## Records shown
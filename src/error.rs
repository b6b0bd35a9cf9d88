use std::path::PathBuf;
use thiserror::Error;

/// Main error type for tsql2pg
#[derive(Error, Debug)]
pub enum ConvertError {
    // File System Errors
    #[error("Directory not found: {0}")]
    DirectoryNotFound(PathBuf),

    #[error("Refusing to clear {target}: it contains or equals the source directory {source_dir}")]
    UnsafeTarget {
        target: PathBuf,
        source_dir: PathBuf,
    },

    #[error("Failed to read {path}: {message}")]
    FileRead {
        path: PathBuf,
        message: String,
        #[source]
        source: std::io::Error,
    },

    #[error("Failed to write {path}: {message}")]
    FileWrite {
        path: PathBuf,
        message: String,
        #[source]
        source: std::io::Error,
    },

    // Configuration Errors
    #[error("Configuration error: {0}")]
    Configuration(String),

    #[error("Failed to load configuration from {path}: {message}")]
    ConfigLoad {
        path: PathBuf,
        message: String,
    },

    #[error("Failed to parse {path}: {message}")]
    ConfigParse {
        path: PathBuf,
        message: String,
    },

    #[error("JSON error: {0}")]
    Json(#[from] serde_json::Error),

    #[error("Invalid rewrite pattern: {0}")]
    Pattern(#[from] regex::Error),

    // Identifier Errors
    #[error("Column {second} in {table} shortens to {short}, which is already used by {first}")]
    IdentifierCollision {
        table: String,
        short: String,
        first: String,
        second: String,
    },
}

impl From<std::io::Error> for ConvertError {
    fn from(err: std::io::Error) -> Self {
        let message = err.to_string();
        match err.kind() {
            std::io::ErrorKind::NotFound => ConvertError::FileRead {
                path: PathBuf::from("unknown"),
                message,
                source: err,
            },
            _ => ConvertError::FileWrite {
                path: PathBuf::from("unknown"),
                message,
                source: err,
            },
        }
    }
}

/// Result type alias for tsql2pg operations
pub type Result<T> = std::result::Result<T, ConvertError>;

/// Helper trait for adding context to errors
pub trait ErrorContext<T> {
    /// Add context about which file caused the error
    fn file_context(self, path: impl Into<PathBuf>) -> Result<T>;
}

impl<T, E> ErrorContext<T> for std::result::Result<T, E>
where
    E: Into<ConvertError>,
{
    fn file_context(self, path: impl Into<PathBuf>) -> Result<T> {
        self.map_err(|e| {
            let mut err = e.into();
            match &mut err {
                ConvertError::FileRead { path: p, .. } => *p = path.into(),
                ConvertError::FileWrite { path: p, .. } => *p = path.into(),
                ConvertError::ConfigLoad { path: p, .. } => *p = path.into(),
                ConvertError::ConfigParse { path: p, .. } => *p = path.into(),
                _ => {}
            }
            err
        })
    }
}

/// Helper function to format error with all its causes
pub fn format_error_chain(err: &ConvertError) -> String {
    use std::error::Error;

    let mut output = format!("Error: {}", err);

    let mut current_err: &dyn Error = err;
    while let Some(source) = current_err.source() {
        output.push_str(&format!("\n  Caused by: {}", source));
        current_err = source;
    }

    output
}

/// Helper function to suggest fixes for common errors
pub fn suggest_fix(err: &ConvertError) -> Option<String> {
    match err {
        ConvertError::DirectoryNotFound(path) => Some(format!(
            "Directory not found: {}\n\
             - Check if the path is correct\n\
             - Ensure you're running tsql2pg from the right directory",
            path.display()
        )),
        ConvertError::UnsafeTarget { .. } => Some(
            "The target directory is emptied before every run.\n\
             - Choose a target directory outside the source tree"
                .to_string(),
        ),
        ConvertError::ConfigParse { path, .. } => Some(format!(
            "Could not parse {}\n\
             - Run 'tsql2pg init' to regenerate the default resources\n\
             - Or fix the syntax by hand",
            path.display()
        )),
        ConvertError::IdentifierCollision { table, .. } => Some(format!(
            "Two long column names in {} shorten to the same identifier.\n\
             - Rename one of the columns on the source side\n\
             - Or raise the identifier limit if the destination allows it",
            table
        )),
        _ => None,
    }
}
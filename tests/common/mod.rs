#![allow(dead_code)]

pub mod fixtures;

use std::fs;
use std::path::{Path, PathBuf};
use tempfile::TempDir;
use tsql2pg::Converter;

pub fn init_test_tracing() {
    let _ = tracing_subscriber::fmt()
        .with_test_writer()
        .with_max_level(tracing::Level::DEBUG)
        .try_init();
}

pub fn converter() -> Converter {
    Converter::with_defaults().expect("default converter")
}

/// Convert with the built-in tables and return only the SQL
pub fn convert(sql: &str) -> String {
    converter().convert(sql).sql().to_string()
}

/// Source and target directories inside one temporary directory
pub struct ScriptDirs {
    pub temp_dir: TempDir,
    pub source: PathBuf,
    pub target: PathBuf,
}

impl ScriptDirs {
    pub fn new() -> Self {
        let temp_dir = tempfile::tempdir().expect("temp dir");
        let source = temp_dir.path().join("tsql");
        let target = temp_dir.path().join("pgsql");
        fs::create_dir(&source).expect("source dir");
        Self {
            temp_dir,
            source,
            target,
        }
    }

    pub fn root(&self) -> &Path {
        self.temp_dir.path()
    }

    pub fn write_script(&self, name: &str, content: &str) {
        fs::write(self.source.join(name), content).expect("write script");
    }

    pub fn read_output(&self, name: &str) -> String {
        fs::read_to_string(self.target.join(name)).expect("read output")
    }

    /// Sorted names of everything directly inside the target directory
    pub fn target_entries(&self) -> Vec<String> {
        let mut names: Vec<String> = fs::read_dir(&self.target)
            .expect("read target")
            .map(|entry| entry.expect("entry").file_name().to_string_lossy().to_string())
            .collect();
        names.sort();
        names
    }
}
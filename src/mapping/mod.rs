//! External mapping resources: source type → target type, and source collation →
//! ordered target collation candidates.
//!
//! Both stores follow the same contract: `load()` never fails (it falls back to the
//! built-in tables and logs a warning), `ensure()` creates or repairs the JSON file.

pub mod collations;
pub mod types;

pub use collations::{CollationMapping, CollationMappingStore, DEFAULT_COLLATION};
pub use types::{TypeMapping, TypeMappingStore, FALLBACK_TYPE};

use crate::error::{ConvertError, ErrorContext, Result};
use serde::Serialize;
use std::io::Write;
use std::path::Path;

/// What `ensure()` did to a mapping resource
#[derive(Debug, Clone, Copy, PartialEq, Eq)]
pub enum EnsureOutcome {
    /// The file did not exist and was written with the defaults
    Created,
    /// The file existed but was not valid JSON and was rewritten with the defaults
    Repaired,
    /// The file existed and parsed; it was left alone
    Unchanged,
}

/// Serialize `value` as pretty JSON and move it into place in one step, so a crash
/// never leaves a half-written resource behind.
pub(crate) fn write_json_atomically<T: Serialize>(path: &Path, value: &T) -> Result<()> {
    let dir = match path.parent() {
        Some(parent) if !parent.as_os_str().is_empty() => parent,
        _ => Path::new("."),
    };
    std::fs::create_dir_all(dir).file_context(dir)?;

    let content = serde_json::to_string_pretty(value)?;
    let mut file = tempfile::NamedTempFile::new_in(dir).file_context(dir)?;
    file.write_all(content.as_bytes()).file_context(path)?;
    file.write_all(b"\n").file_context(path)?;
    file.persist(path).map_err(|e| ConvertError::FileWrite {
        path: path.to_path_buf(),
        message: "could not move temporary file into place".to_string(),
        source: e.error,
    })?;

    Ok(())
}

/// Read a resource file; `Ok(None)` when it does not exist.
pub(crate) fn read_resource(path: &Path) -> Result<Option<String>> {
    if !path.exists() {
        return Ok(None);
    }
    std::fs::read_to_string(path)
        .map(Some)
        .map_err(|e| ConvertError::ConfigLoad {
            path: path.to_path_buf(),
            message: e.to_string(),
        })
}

## Work required
The exact wording of every entry above should be written out again.

## Response to this task
filename src/error.rs
repository b6b0bd35a9cf9d88
use std::path::PathBuf;
use thiserror::Error;

/// Main error type for tsql2pg
#[derive(Error, Debug)]
pub enum ConvertError {
    // File System Errors
    #[error("Directory not found: {0}")]
    DirectoryNotFound(PathBuf),

    #[error("Refusing to clear {target}: it contains or equals the source directory {source_dir}")]
    UnsafeTarget {
        target: PathBuf,
        source_dir: PathBuf,
    },

    #[error("Failed to read {path}: {message}")]
    FileRead {
        path: PathBuf,
        message: String,
        #[source]
        source: std::io::Error,
    },

    #[error("Failed to write {path}: {message}")]
    FileWrite {
        path: PathBuf,
        message: String,
        #[source]
        source: std::io::Error,
    },

    // Configuration Errors
    #[error("Configuration error: {0}")]
    Configuration(String),

    #[error("Failed to load configuration from {path}: {message}")]
    ConfigLoad {
        path: PathBuf,
        message: String,
    },

    #[error("Failed to parse {path}: {message}")]
    ConfigParse {
        path: PathBuf,
        message: String,
    },

    #[error("JSON error: {0}")]
    Json(#[from] serde_json::Error),

    #[error("Invalid rewrite pattern: {0}")]
    Pattern(#[from] regex::Error),

    // Identifier Errors
    #[error("Column {second} in {table} shortens to {short}, which is already used by {first}")]
    IdentifierCollision {
        table: String,
        short: String,
        first: String,
        second: String,
    },
}

impl From<std::io::Error> for ConvertError {
    fn from(err: std::io::Error) -> Self {
        let message = err.to_string();
        match err.kind() {
            std::io::ErrorKind::NotFound => ConvertError::FileRead {
                path: PathBuf::from("unknown"),
                message,
                source: err,
            },
            _ => ConvertError::FileWrite {
                path: PathBuf::from("unknown"),
                message,
                source: err,
            },
        }
    }
}

/// Result type alias for tsql2pg operations
pub type Result<T> = std::result::Result<T, ConvertError>;

/// Helper trait for adding context to errors
pub trait ErrorContext<T> {
    /// Add context about which file caused the error
    fn file_context(self, path: impl Into<PathBuf>) -> Result<T>;
}

impl<T, E> ErrorContext<T> for std::result::Result<T, E>
where
    E: Into<ConvertError>,
{
    fn file_context(self, path: impl Into<PathBuf>) -> Result<T> {
        self.map_err(|e| {
            let mut err = e.into();
            match &mut err {
                ConvertError::FileRead { path: p, .. } => *p = path.into(),
                ConvertError::FileWrite { path: p, .. } => *p = path.into(),
                ConvertError::ConfigLoad { path: p, .. } => *p = path.into(),
                ConvertError::ConfigParse { path: p, .. } => *p = path.into(),
                _ => {}
            }
            err
        })
    }
}

/// Helper function to format error with all its causes
pub fn format_error_chain(err: &ConvertError) -> String {
    use std::error::Error;

    let mut output = format!("Error: {}", err);

    let mut current_err: &dyn Error = err;
    while let Some(source) = current_err.source() {
        output.push_str(&format!("\n  Caused by: {}", source));
        current_err = source;
    }

    output
}

/// Helper function to suggest fixes for common errors
pub fn suggest_fix(err: &ConvertError) -> Option<String> {
    match err {
        ConvertError::DirectoryNotFound(path) => Some(format!(
            "Directory not found: {}\n\
             - Check if the path is correct\n\
             - Ensure you're running tsql2pg from the right directory",
            path.display()
        )),
        ConvertError::UnsafeTarget { .. } => Some(
            "The target directory is emptied before every run.\n\
             - Choose a target directory outside the source tree"
                .to_string(),
        ),
        ConvertError::ConfigParse { path, .. } => Some(format!(
            "Could not parse {}\n\
             - Run 'tsql2pg init' to regenerate the default resources\n\
             - Or fix the syntax by hand",
            path.display()
        )),
        ConvertError::IdentifierCollision { table, .. } => Some(format!(
            "Two long column names in {} shorten to the same identifier.\n\
             - Rename one of the columns on the source side\n\
             - Or raise the identifier limit if the destination allows it",
            table
        )),
        _ => None,
    }
}
filename tests/common/mod.rs
#![allow(dead_code)]

pub mod fixtures;

use std::fs;
use std::path::{Path, PathBuf};
use tempfile::TempDir;
use tsql2pg::Converter;

pub fn init_test_tracing() {
    let _ = tracing_subscriber::fmt()
        .with_test_writer()
        .with_max_level(tracing::Level::DEBUG)
        .try_init();
}

pub fn converter() -> Converter {
    Converter::with_defaults().expect("default converter")
}

/// Convert with the built-in tables and return only the SQL
pub fn convert(sql: &str) -> String {
    converter().convert(sql).sql().to_string()
}

/// Source and target directories inside one temporary directory
pub struct ScriptDirs {
    pub temp_dir: TempDir,
    pub source: PathBuf,
    pub target: PathBuf,
}

impl ScriptDirs {
    pub fn new() -> Self {
        let temp_dir = tempfile::tempdir().expect("temp dir");
        let source = temp_dir.path().join("tsql");
        let target = temp_dir.path().join("pgsql");
        fs::create_dir(&source).expect("source dir");
        Self {
            temp_dir,
            source,
            target,
        }
    }

    pub fn root(&self) -> &Path {
        self.temp_dir.path()
    }

    pub fn write_script(&self, name: &str, content: &str) {
        fs::write(self.source.join(name), content).expect("write script");
    }

    pub fn read_output(&self, name: &str) -> String {
        fs::read_to_string(self.target.join(name)).expect("read output")
    }

    /// Sorted names of everything directly inside the target directory
    pub fn target_entries(&self) -> Vec<String> {
        let mut names: Vec<String> = fs::read_dir(&self.target)
            .expect("read target")
            .map(|entry| entry.expect("entry").file_name().to_string_lossy().to_string())
            .collect();
        names.sort();
        names
    }
}
filename src/mapping/mod.rs
//! External mapping resources: source type → target type, and source collation →
//! ordered target collation candidates.
//!
//! Both stores follow the same contract: `load()` never fails (it falls back to the
//! built-in tables and logs a warning), `ensure()` creates or repairs the JSON file.

pub mod collations;
pub mod types;

pub use collations::{CollationMapping, CollationMappingStore, DEFAULT_COLLATION};
pub use types::{TypeMapping, TypeMappingStore, FALLBACK_TYPE};

use crate::error::{ConvertError, ErrorContext, Result};
use serde::Serialize;
use std::io::Write;
use std::path::Path;

/// What `ensure()` did to a mapping resource
#[derive(Debug, Clone, Copy, PartialEq, Eq)]
pub enum EnsureOutcome {
    /// The file did not exist and was written with the defaults
    Created,
    /// The file existed but was not valid JSON and was rewritten with the defaults
    Repaired,
    /// The file existed and parsed; it was left alone
    Unchanged,
}

/// Serialize `value` as pretty JSON and move it into place in one step, so a crash
/// never leaves a half-written resource behind.
pub(crate) fn write_json_atomically<T: Serialize>(path: &Path, value: &T) -> Result<()> {
    let dir = match path.parent() {
        Some(parent) if !parent.as_os_str().is_empty() => parent,
        _ => Path::new("."),
    };
    std::fs::create_dir_all(dir).file_context(dir)?;

    let content = serde_json::to_string_pretty(value)?;
    let mut file = tempfile::NamedTempFile::new_in(dir).file_context(dir)?;
    file.write_all(content.as_bytes()).file_context(path)?;
    file.write_all(b"\n").file_context(path)?;
    file.persist(path).map_err(|e| ConvertError::FileWrite {
        path: path.to_path_buf(),
        message: "could not move temporary file into place".to_string(),
        source: e.error,
    })?;

    Ok(())
}

/// Read a resource file; `Ok(None)` when it does not exist.
pub(crate) fn read_resource(path: &Path) -> Result<Option<String>> {
    if !path.exists() {
        return Ok(None);
    }
    std::fs::read_to_string(path)
        .map(Some)
        .map_err(|e| ConvertError::ConfigLoad {
            path: path.to_path_buf(),
            message: e.to_string(),
        })
}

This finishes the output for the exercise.